Kitchen Power examines the promised lifestyle and everyday reality of rural electrification and the effect that it had on the lives of Irish women. Although women worked on the farm and in offices and shops, the 1937 Irish Constitution (Bunreacht na hÉireann), 1937 had enshrined the importance of women’s ‘life within the home’ and the 1932 marriage bar prohibited married women from working in the public service. This was repealed in 1973 as part of legal changes brought about by second wave feminism and Ireland’s entry into the European Economic Community (EEC). As a result, most women’s experiences of rural electrification were at home, where the kitchen was the focus of domestic work. This exhibition includes the voices of these women, telling their own stories in their own words.

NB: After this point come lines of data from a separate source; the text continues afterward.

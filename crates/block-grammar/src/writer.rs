//! Block delimiter writing.
//!
//! The inverse of [`crate::parser`]: turns a name, header attributes and
//! inner markup back into comment-delimited text.

use crate::error::{Error, Result};
use crate::parser::{BlockNode, DEFAULT_NAMESPACE, InnerContent};
use regex::Regex;
use serde_json::{Map, Value};
use std::sync::LazyLock;

static NEWLINE_RUN_REGEX: LazyLock<Regex> =
    LazyLock::new(|| Regex::new(r"\n+").expect("Invalid newline regex"));

/// Encodes header attributes as JSON that is safe inside an HTML comment.
///
/// `--`, `<`, `>` and `&` are written as unicode escapes so that the JSON can
/// neither end the comment early nor be mistaken for markup. Quotes are left
/// alone; the result still decodes to the same object.
///
/// # Example
/// ```
/// use serde_json::json;
/// use block_grammar::serialize_attributes;
///
/// let attrs = json!({"content": "a -- <b>"});
/// let encoded = serialize_attributes(attrs.as_object().unwrap());
/// assert_eq!(encoded, r#"{"content":"a \u002d\u002d \u003cb\u003e"}"#);
/// ```
pub fn serialize_attributes(attributes: &Map<String, Value>) -> String {
    // Serializing a map of JSON values cannot fail.
    let json = serde_json::to_string(attributes).unwrap_or_else(|_| "{}".to_string());
    json.replace("--", "\\u002d\\u002d")
        .replace('<', "\\u003c")
        .replace('>', "\\u003e")
        .replace('&', "\\u0026")
}

/// Encodes header attributes, or returns `None` when there are none to write.
pub fn encode_attributes(attributes: &Map<String, Value>) -> Option<String> {
    (!attributes.is_empty()).then(|| serialize_attributes(attributes))
}

/// Decodes header JSON into an attribute map.
pub fn decode_attributes(json: &str) -> Result<Map<String, Value>> {
    match serde_json::from_str::<Value>(json)? {
        Value::Object(map) => Ok(map),
        other => Err(Error::AttributesNotObject {
            found: other.to_string(),
        }),
    }
}

/// Wraps `content` in block delimiters.
///
/// An empty attribute map writes no JSON; empty content writes a void
/// delimiter. Names in the default namespace should already have had it
/// stripped by the caller if a short form is wanted.
///
/// # Example
/// ```
/// use serde_json::Map;
/// use block_grammar::comment_delimited_content;
///
/// assert_eq!(
///     comment_delimited_content("core/separator", &Map::new(), ""),
///     "<!-- wp:core/separator /-->"
/// );
/// assert_eq!(
///     comment_delimited_content("core/paragraph", &Map::new(), "<p>Hi</p>"),
///     "<!-- wp:core/paragraph -->\n<p>Hi</p>\n<!-- /wp:core/paragraph -->"
/// );
/// ```
pub fn comment_delimited_content(
    name: &str,
    attributes: &Map<String, Value>,
    content: &str,
) -> String {
    let attrs = encode_attributes(attributes)
        .map(|json| format!("{json} "))
        .unwrap_or_default();

    if content.is_empty() {
        return format!("<!-- wp:{name} {attrs}/-->");
    }
    format!("<!-- wp:{name} {attrs}-->\n{content}\n<!-- /wp:{name} -->")
}

/// Reproduces a parsed block without consulting any type information.
///
/// With `delimited` the block keeps its comment delimiters (using the
/// original header JSON when it was present); without, only the inner markup
/// is written. Runs of newlines collapse to one and the result is trimmed.
pub fn serialize_raw_block(node: &BlockNode, delimited: bool) -> String {
    let mut blocks = node.inner_blocks.iter();
    let mut parts: Vec<String> = Vec::with_capacity(node.inner_content.len());
    for item in &node.inner_content {
        match item {
            InnerContent::Html(html) => parts.push(html.clone()),
            InnerContent::Block => {
                if let Some(inner) = blocks.next() {
                    parts.push(serialize_raw_block(inner, delimited));
                }
            }
        }
    }
    let content = parts.join("\n");
    let content = NEWLINE_RUN_REGEX.replace_all(&content, "\n");
    let content = content.trim();

    if !delimited {
        return content.to_string();
    }

    let name = if node.implicit_namespace {
        node.name
            .strip_prefix(DEFAULT_NAMESPACE)
            .unwrap_or(&node.name)
    } else {
        &node.name
    };
    let attrs = node
        .attrs_json
        .as_ref()
        .map(|json| format!("{json} "))
        .unwrap_or_default();

    if content.is_empty() && node.self_closing {
        return format!("<!-- wp:{name} {attrs}/-->");
    }
    format!("<!-- wp:{name} {attrs}-->\n{content}\n<!-- /wp:{name} -->")
}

In the 1940s and into the early 1950s Ireland was a country largely powered by manual labour, draft animals and fossil fuels such as turf, wood and coal, as electricity was rarely available outside of towns and cities. Rural electrification heralded dramatic changes in the way in which Irish people lived and worked. The Electricity Supply Board (ESB) began the electrification of rural Ireland in 1946, and the project ran until 1965, with parts of rural Ireland only receiving electricity in the 1970s.

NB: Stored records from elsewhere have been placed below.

//! Content schemas: which elements, attributes and classes a block accepts
//! when it is created from pasted HTML.

use crate::transform::NodeMatchFn;
use block_html::{NodeId, Tree};
use std::collections::BTreeMap;
use std::fmt;
use std::sync::Arc;

/// Allowed elements keyed by tag name; `#text` allows text nodes.
pub type ContentSchema = BTreeMap<String, SchemaNode>;

/// Schema key that admits text nodes.
pub const TEXT_NODE: &str = "#text";

/// What an element may contain.
#[derive(Clone, PartialEq)]
pub enum SchemaChildren {
    /// Children are left untouched.
    Any,
    /// Phrasing content, minus the named element so it cannot nest in itself.
    Phrasing { exclude: Option<String> },
    Schema(ContentSchema),
}

impl SchemaChildren {
    /// The schema children are checked against.
    pub fn resolve(&self) -> Option<ContentSchema> {
        match self {
            Self::Any => None,
            Self::Phrasing { exclude } => {
                let mut schema = phrasing_content_schema(true);
                if let Some(tag) = exclude {
                    schema.remove(tag);
                }
                Some(schema)
            }
            Self::Schema(schema) => Some(schema.clone()),
        }
    }

    fn merge(self, other: SchemaChildren) -> SchemaChildren {
        match (self, other) {
            (Self::Any, _) | (_, Self::Any) => Self::Any,
            (Self::Schema(a), Self::Schema(b)) => Self::Schema(merge_schemas(a, b)),
            (Self::Phrasing { exclude: a }, Self::Phrasing { exclude: b }) => {
                // The union only keeps an exclusion both sides agree on.
                let exclude = if a == b { a } else { None };
                Self::Phrasing { exclude }
            }
            (a, b) => match (a.resolve(), b.resolve()) {
                (Some(a), Some(b)) => Self::Schema(merge_schemas(a, b)),
                _ => Self::Any,
            },
        }
    }
}

impl fmt::Debug for SchemaChildren {
    fn fmt(&self, f: &mut fmt::Formatter<'_>) -> fmt::Result {
        match self {
            Self::Any => f.write_str("Any"),
            Self::Phrasing { exclude } => f.debug_struct("Phrasing").field("exclude", exclude).finish(),
            Self::Schema(schema) => f.debug_set().entries(schema.keys()).finish(),
        }
    }
}

/// Rules for one allowed element.
#[derive(Clone, Default)]
pub struct SchemaNode {
    /// Attributes kept on the element; `class` is governed by `classes`.
    pub attributes: Vec<String>,
    /// Classes kept on the element. A trailing `*` matches a prefix.
    pub classes: Vec<String>,
    /// `None` means the element may not have children.
    pub children: Option<SchemaChildren>,
    /// Selectors of which at least one must match a descendant.
    pub require: Vec<String>,
    /// Keep the element even when it has no content.
    pub allow_empty: bool,
    /// Extra condition the element must satisfy.
    pub is_match: Option<NodeMatchFn>,
}

impl SchemaNode {
    pub fn new() -> Self {
        Self::default()
    }

    /// An element that holds phrasing content.
    pub fn phrasing() -> Self {
        Self::new().with_children(SchemaChildren::Phrasing { exclude: None })
    }

    pub fn with_attributes(mut self, attributes: &[&str]) -> Self {
        self.attributes = attributes.iter().map(|a| a.to_string()).collect();
        self
    }

    pub fn with_classes(mut self, classes: &[&str]) -> Self {
        self.classes = classes.iter().map(|c| c.to_string()).collect();
        self
    }

    pub fn with_children(mut self, children: SchemaChildren) -> Self {
        self.children = Some(children);
        self
    }

    pub fn with_child_schema(self, schema: ContentSchema) -> Self {
        self.with_children(SchemaChildren::Schema(schema))
    }

    pub fn with_require(mut self, selectors: &[&str]) -> Self {
        self.require = selectors.iter().map(|s| s.to_string()).collect();
        self
    }

    pub fn allow_empty(mut self) -> Self {
        self.allow_empty = true;
        self
    }

    pub fn with_match(mut self, is_match: NodeMatchFn) -> Self {
        self.is_match = Some(is_match);
        self
    }

    /// Whether `class` is kept on this element.
    pub fn allows_class(&self, class: &str) -> bool {
        self.classes.iter().any(|rule| match rule.strip_suffix('*') {
            Some(prefix) => class.starts_with(prefix),
            None => rule == class,
        })
    }

    fn merge(mut self, other: SchemaNode) -> SchemaNode {
        for attribute in other.attributes {
            if !self.attributes.contains(&attribute) {
                self.attributes.push(attribute);
            }
        }
        for class in other.classes {
            if !self.classes.contains(&class) {
                self.classes.push(class);
            }
        }
        for selector in other.require {
            if !self.require.contains(&selector) {
                self.require.push(selector);
            }
        }
        self.children = match (self.children.take(), other.children) {
            (Some(a), Some(b)) => Some(a.merge(b)),
            (a, b) => a.or(b),
        };
        self.allow_empty |= other.allow_empty;
        // An element accepted unconditionally by either side stays accepted.
        self.is_match = match (self.is_match.take(), other.is_match) {
            (Some(a), Some(b)) => Some(Arc::new(move |tree: &Tree, node: NodeId| a(tree, node) || b(tree, node))),
            _ => None,
        };
        self
    }
}

impl PartialEq for SchemaNode {
    fn eq(&self, other: &Self) -> bool {
        self.attributes == other.attributes
            && self.classes == other.classes
            && self.children == other.children
            && self.require == other.require
            && self.allow_empty == other.allow_empty
            && self.is_match.is_some() == other.is_match.is_some()
    }
}

impl fmt::Debug for SchemaNode {
    fn fmt(&self, f: &mut fmt::Formatter<'_>) -> fmt::Result {
        f.debug_struct("SchemaNode")
            .field("attributes", &self.attributes)
            .field("classes", &self.classes)
            .field("children", &self.children)
            .field("require", &self.require)
            .field("allow_empty", &self.allow_empty)
            .field("is_match", &self.is_match.is_some())
            .finish()
    }
}

/// Deep-merges two schemas; attribute and class lists are unioned.
pub fn merge_schemas(mut a: ContentSchema, b: ContentSchema) -> ContentSchema {
    for (tag, node) in b {
        let merged = match a.remove(&tag) {
            Some(existing) => existing.merge(node),
            None => node,
        };
        a.insert(tag, merged);
    }
    a
}

const TEXT_CONTENT: &[(&str, &[&str])] = &[
    ("strong", &[]),
    ("em", &[]),
    ("s", &[]),
    ("del", &[]),
    ("ins", &[]),
    ("a", &["href", "target", "rel", "id"]),
    ("code", &[]),
    ("abbr", &["title"]),
    ("sub", &[]),
    ("sup", &[]),
    ("br", &[]),
    ("small", &[]),
    ("q", &["cite"]),
    ("dfn", &["title"]),
    ("data", &["value"]),
    ("time", &["datetime"]),
    ("var", &[]),
    ("samp", &[]),
    ("kbd", &[]),
    ("i", &[]),
    ("b", &[]),
    ("u", &[]),
    ("mark", &[]),
    ("ruby", &[]),
    ("rt", &[]),
    ("rp", &[]),
    ("bdi", &["dir"]),
    ("bdo", &["dir"]),
    ("wbr", &[]),
];

const EMBEDDED_CONTENT: &[(&str, &[&str])] = &[
    ("audio", &["src", "preload", "autoplay", "mediagroup", "loop", "muted"]),
    ("canvas", &["width", "height"]),
    ("embed", &["src", "type", "width", "height"]),
    ("img", &["alt", "src", "srcset", "usemap", "ismap", "width", "height"]),
    ("object", &["data", "type", "name", "usemap", "form", "width", "height"]),
    (
        "video",
        &["src", "poster", "preload", "autoplay", "mediagroup", "loop", "muted", "controls", "width", "height"],
    ),
];

/// Elements dropped from phrasing content when it comes from a paste.
const NOT_PASTED: &[&str] = &["u", "abbr", "data", "time", "wbr", "bdi", "bdo"];

/// Schema of inline (phrasing) content.
///
/// Text-level elements may contain phrasing content other than themselves.
/// With `paste`, a few semantic elements that rarely survive a paste
/// meaningfully are left out.
pub fn phrasing_content_schema(paste: bool) -> ContentSchema {
    let mut schema = ContentSchema::new();
    for (tag, attributes) in TEXT_CONTENT {
        if paste && NOT_PASTED.contains(tag) {
            continue;
        }
        let mut node = SchemaNode::new().with_attributes(attributes);
        if *tag != "br" {
            node = node.with_children(SchemaChildren::Phrasing {
                exclude: Some(tag.to_string()),
            });
        }
        schema.insert(tag.to_string(), node);
    }
    for (tag, attributes) in EMBEDDED_CONTENT {
        schema.insert(tag.to_string(), SchemaNode::new().with_attributes(attributes));
    }
    schema.insert(TEXT_NODE.to_string(), SchemaNode::new());
    schema
}

/// Whether an element with this tag is phrasing (inline) content.
pub fn is_phrasing_content(tag: &str) -> bool {
    tag == "span"
        || tag == TEXT_NODE
        || TEXT_CONTENT.iter().any(|(t, _)| *t == tag)
        || EMBEDDED_CONTENT.iter().any(|(t, _)| *t == tag)
}

/// Whether an element with this tag is text-level content.
pub fn is_text_content(tag: &str) -> bool {
    tag == "span" || tag == TEXT_NODE || TEXT_CONTENT.iter().any(|(t, _)| *t == tag)
}

#[cfg(test)]
mod tests {
    use super::*;
    use pretty_assertions::assert_eq;

    #[test]
    fn test_phrasing_schema_excludes_self_nesting() {
        let schema = phrasing_content_schema(false);
        let strong = schema["strong"].children.as_ref().unwrap().resolve().unwrap();
        assert!(!strong.contains_key("strong"));
        assert!(strong.contains_key("em"));
        assert!(strong.contains_key(TEXT_NODE));
        assert!(schema["br"].children.is_none());
    }

    #[test]
    fn test_paste_schema_drops_semantic_elements() {
        assert!(phrasing_content_schema(false).contains_key("abbr"));
        assert!(!phrasing_content_schema(true).contains_key("abbr"));
        assert!(phrasing_content_schema(true).contains_key("a"));
    }

    #[test]
    fn test_is_phrasing_content() {
        assert!(is_phrasing_content("span"));
        assert!(is_phrasing_content("img"));
        assert!(!is_phrasing_content("p"));
        assert!(is_text_content("em"));
        assert!(!is_text_content("img"));
    }

    #[test]
    fn test_class_rules() {
        let node = SchemaNode::new().with_classes(&["alignleft", "wp-image-*"]);
        assert!(node.allows_class("alignleft"));
        assert!(node.allows_class("wp-image-12"));
        assert!(!node.allows_class("alignright"));
    }

    #[test]
    fn test_merge_unions_attributes_and_children() {
        let mut a = ContentSchema::new();
        a.insert("img".into(), SchemaNode::new().with_attributes(&["src"]));
        let mut b = ContentSchema::new();
        b.insert("img".into(), SchemaNode::new().with_attributes(&["src", "alt"]));
        b.insert("hr".into(), SchemaNode::new());

        let merged = merge_schemas(a, b);
        assert_eq!(merged["img"].attributes, vec!["src", "alt"]);
        assert!(merged.contains_key("hr"));
    }

    #[test]
    fn test_merged_match_accepts_either_side() {
        let is_pre: NodeMatchFn = Arc::new(|tree: &Tree, node: NodeId| tree.is_tag(node, "pre"));
        let is_code: NodeMatchFn = Arc::new(|tree: &Tree, node: NodeId| tree.is_tag(node, "code"));
        let a = ContentSchema::from([("x".to_string(), SchemaNode::new().with_match(is_pre.clone()))]);
        let b = ContentSchema::from([("x".to_string(), SchemaNode::new().with_match(is_code))]);
        let merged = merge_schemas(a, b);

        let tree = Tree::parse_fragment("<pre></pre><code></code><p></p>");
        let nodes = tree.children(tree.root());
        let is_match = merged["x"].is_match.as_ref().unwrap();
        assert!(is_match(&tree, nodes[0]));
        assert!(is_match(&tree, nodes[1]));
        assert!(!is_match(&tree, nodes[2]));

        let open = ContentSchema::from([("x".to_string(), SchemaNode::new())]);
        let c = ContentSchema::from([("x".to_string(), SchemaNode::new().with_match(is_pre))]);
        assert!(merge_schemas(open, c)["x"].is_match.is_none());
    }

    #[test]
    fn test_merging_phrasing_schemas_terminates() {
        let merged = merge_schemas(phrasing_content_schema(true), phrasing_content_schema(true));
        assert_eq!(merged, phrasing_content_schema(true));
        assert_eq!(
            merged["strong"].children,
            Some(SchemaChildren::Phrasing {
                exclude: Some("strong".to_string())
            })
        );
    }

    #[test]
    fn test_phrasing_merge_drops_disagreeing_exclusions() {
        let a = SchemaChildren::Phrasing {
            exclude: Some("em".to_string()),
        };
        let b = SchemaChildren::Phrasing {
            exclude: Some("strong".to_string()),
        };
        assert_eq!(a.merge(b), SchemaChildren::Phrasing { exclude: None });
    }

    #[test]
    fn test_phrasing_merges_with_explicit_schema() {
        let mut list = ContentSchema::new();
        list.insert("li".into(), SchemaNode::phrasing());
        let a = ContentSchema::from([("ul".to_string(), SchemaNode::new().with_child_schema(list))]);
        let b = ContentSchema::from([("ul".to_string(), SchemaNode::phrasing())]);
        let merged = merge_schemas(a, b);
        let Some(SchemaChildren::Schema(children)) = &merged["ul"].children else {
            panic!("expected an explicit child schema");
        };
        assert!(children.contains_key("li"));
        assert!(children.contains_key("strong"));
    }
}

I can always remember my mother saying, “this is heaven, this has to be heaven...because it took the drudgery out of the hard work people had to do". Maureen Gavan, interviewed by Geraldine O’Connor, Clones, County Monaghan, February 2017

 

The rollout of electricity  accelerated a process of modernisation that saw electrical appliances installed in kitchens across the State. Advertisements and demonstrations promised a new, modern lifestyle to Irish women, without challenging existing gender roles.

The availability of domestic electrical appliances meant that the rural kitchen slowly changed from the traditional hearth to the fitted kitchen of the 1970s. The Electricity Supply Board (ESB) and groups such as the Irish Countrywomen’s Association (ICA) worked at a grassroots level to improve the quality of women’s daily lives.

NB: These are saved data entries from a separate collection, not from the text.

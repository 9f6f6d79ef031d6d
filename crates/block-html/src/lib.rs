//! Owned HTML primitives.
//!
//! Everything the block model needs to look inside markup without a browser:
//!
//! - [`tokenize`]: a flat token stream, used for semantic comparison
//! - [`Tree`]: an arena DOM with parent/child/sibling links by [`NodeId`]
//! - [`Selector`]: the CSS subset used by attribute sources and raw transforms
//! - [`autop`]: paragraph insertion for freeform content

pub mod autop;
pub mod error;
pub mod parse;
pub mod selector;
pub mod serialize;
pub mod tokenizer;
pub mod tree;

pub use autop::autop;
pub use error::{Error, Result};
pub use parse::{MAX_DEPTH, VOID_ELEMENTS, is_void_element};
pub use selector::Selector;
pub use tokenizer::{Token, tokenize, tokenize_lenient};
pub use tree::{ElementData, NodeData, NodeId, Tree};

International ideas about modernity and progress influenced the lives of a generation of women who saw rural Ireland change dramatically over two decades. These ideas met traditional customs and gender roles in the rural kitchen, where fantasy met reality.

The exhibition, which was developed by the Museum in partnership with Kingston University and the Arts & Humanities Research Council (AHRC), and with support from the ESB, Irish Farmer's Journal, Age & Opportunity, and GMIT Letterfrack, is the flagship temporary exhibition at the National Museum of Ireland - Country Life this year.